Welcome to LLVM GPU News, a bi-weekly newsletter on all the GPU things under the LLVM umbrella. This issue covers the period from December 3 to December 16 2021.

We welcome your feedback and suggestions. Let us know if we missed anything interesting, or want us to bring attention to your (sub)project, revisions under review, or proposals. Please see the bottom of the page for details on how to submit suggestions and contribute.

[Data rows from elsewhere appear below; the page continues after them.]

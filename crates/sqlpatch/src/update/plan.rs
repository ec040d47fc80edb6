use crate::value::Value;
use std::fmt;

/// One `column = ?` pair of a SET clause.
#[derive(Debug, Clone, PartialEq, Eq)]
pub struct Assignment {
    column: String,
}

impl Assignment {
    pub(super) fn new(column: &str) -> Self {
        Self {
            column: column.to_string(),
        }
    }

    /// Column name, in the casing the record declared.
    pub fn column(&self) -> &str {
        &self.column
    }

    /// Placeholder bound to this column.
    pub fn placeholder(&self) -> &'static str {
        "?"
    }
}

/// A compiled UPDATE statement and its positional arguments.
///
/// `args` holds one value per assignment followed by the identifier value,
/// which binds the placeholder of the WHERE clause.
#[derive(Debug, Clone, PartialEq)]
pub struct UpdatePlan {
    pub(super) table: String,
    pub(super) id_column: String,
    pub(super) assignments: Vec<Assignment>,
    pub(super) args: Vec<Value>,
    pub(super) extra_filter: Option<String>,
}

impl UpdatePlan {
    pub fn table(&self) -> &str {
        &self.table
    }

    pub fn id_column(&self) -> &str {
        &self.id_column
    }

    pub fn assignments(&self) -> &[Assignment] {
        &self.assignments
    }

    /// Normalized value of the row identifier.
    pub fn id_value(&self) -> &Value {
        &self.args[self.assignments.len()]
    }

    pub fn extra_filter(&self) -> Option<&str> {
        self.extra_filter.as_deref()
    }

    /// Positional arguments, identifier last.
    pub fn args(&self) -> &[Value] {
        &self.args
    }

    /// `a = ?, b = ?`
    pub fn set_clause(&self) -> String {
        self.assignments
            .iter()
            .map(|a| format!("{} = {}", a.column(), a.placeholder()))
            .collect::<Vec<_>>()
            .join(", ")
    }

    /// Render the full statement text.
    pub fn sql(&self) -> String {
        let mut sql = format!(
            "UPDATE {} SET {} WHERE {} = ?",
            self.table,
            self.set_clause(),
            self.id_column
        );
        if let Some(filter) = &self.extra_filter {
            sql.push_str(" AND ");
            sql.push_str(filter);
        }
        sql
    }

    /// Consume the plan into statement text and arguments.
    pub fn into_parts(self) -> (String, Vec<Value>) {
        let sql = self.sql();
        (sql, self.args)
    }
}

impl fmt::Display for UpdatePlan {
    fn fmt(&self, f: &mut fmt::Formatter<'_>) -> fmt::Result {
        f.write_str(&self.sql())
    }
}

Industry News and Conferences

LLVM and Clang

Discussions

  • Intel, ARM, and Khronos proposed to start the integration of SPIR-V backend to LLVM. The code has been refactored so it does not require extra changes from GlobalISel or other LLVM target-independent infrastructure. With some SPIR-V functionality missing, the new code is proposed to land as an experimental backend. There are no replies to the proposal at the time of writing.

Commits

  • The HIP toolchain is being refactored with SPIR-V generation in mind. The old toolchain was renamed to HIPAMDToolChain and a new one HIPSPVToolChain was added. The new toolchain uses the SPIRV-LLVM-Translator as the SPIR-V LLVM backend is not ready yet. Next, the in-review patches will allow emitting SPIR-V binary using llc. D110549, D110618, D110622, D110685
  • Documentation was added for the DWARF location descriptions, as a part of the ‘Dwarf Extensions For Heterogeneous Debugging’ used by AMDGPU. D115587

MLIR

Discussions

  • Thomas Raoux is working on adding async copy from global to shared memory to the GPU dialect: ‘async copy is a new feature in Nvidia Ampere GPUs, but other GPUs are likely to support similar feature in the future. It works like a DMA operation that copies data from global to shared memory without going through register and without blocking the execution unit. The big advantage is that it saves register usage and it allows aggressive software pipelining to hide latency.’ For more details, see the blog post. Thomas is seeking feedback on how async copy is modeled before sending out patches for review.

Commits

OpenMP (Target Offloading)

Discussions

Commits

  • The new device runtime is now enabled by default for AMDGPU offloading. D115157

External Compilers

LLPC

  • The standalone compiler tool amdllpc can now compile multiple shader stages together without having to provide a .pipe file. LLPC#1591

oneAPI DPC++

CUDA/HIP support

  • Added HIP backend support to filter selector extension.
  • Fixed infinite loop when parallel_for range exceeds INT_MAX.
  • Fixed platform query for USM allocation information.
  • Improved performance on CUDA backed by reducing runtime overhead on event handling and using more efficient implementation for barrier and other synchronization built-in functions.

SYCL 2020 support

  • Switched blocking USM free for OpenCL GPU devices.
  • Fixed support for classes implicitly converted from items in parallel_for.

Non-standard extensions

  • Added support for HW threads per EU device query.
  • Added implementation of discard_events extension enabling optimization of queue operations.
  • Added experimental FPGA latency control feature.
  • ESIMD: Add support for an arbitrary number of elements to simd::copy_from/to.
  • Fixed bfloat16 construction from integer.

Misc

  • Improved runtime library performance by reducing overhead of XPTI instrumentation.
  • Made initialization of host task thread pool thread-safe.
  • Multiple GitHub Actions continuous system improvements:
  • libclc testing added to regular validation.
  • Build of HIP and CUDA back-ends enabled in nightly Docker containers.
  • Improved runtime error diagnostics by handling ZE_RESULT_ERROR_INVALID_ARGUMENT and out-of-memory Level Zero error codes.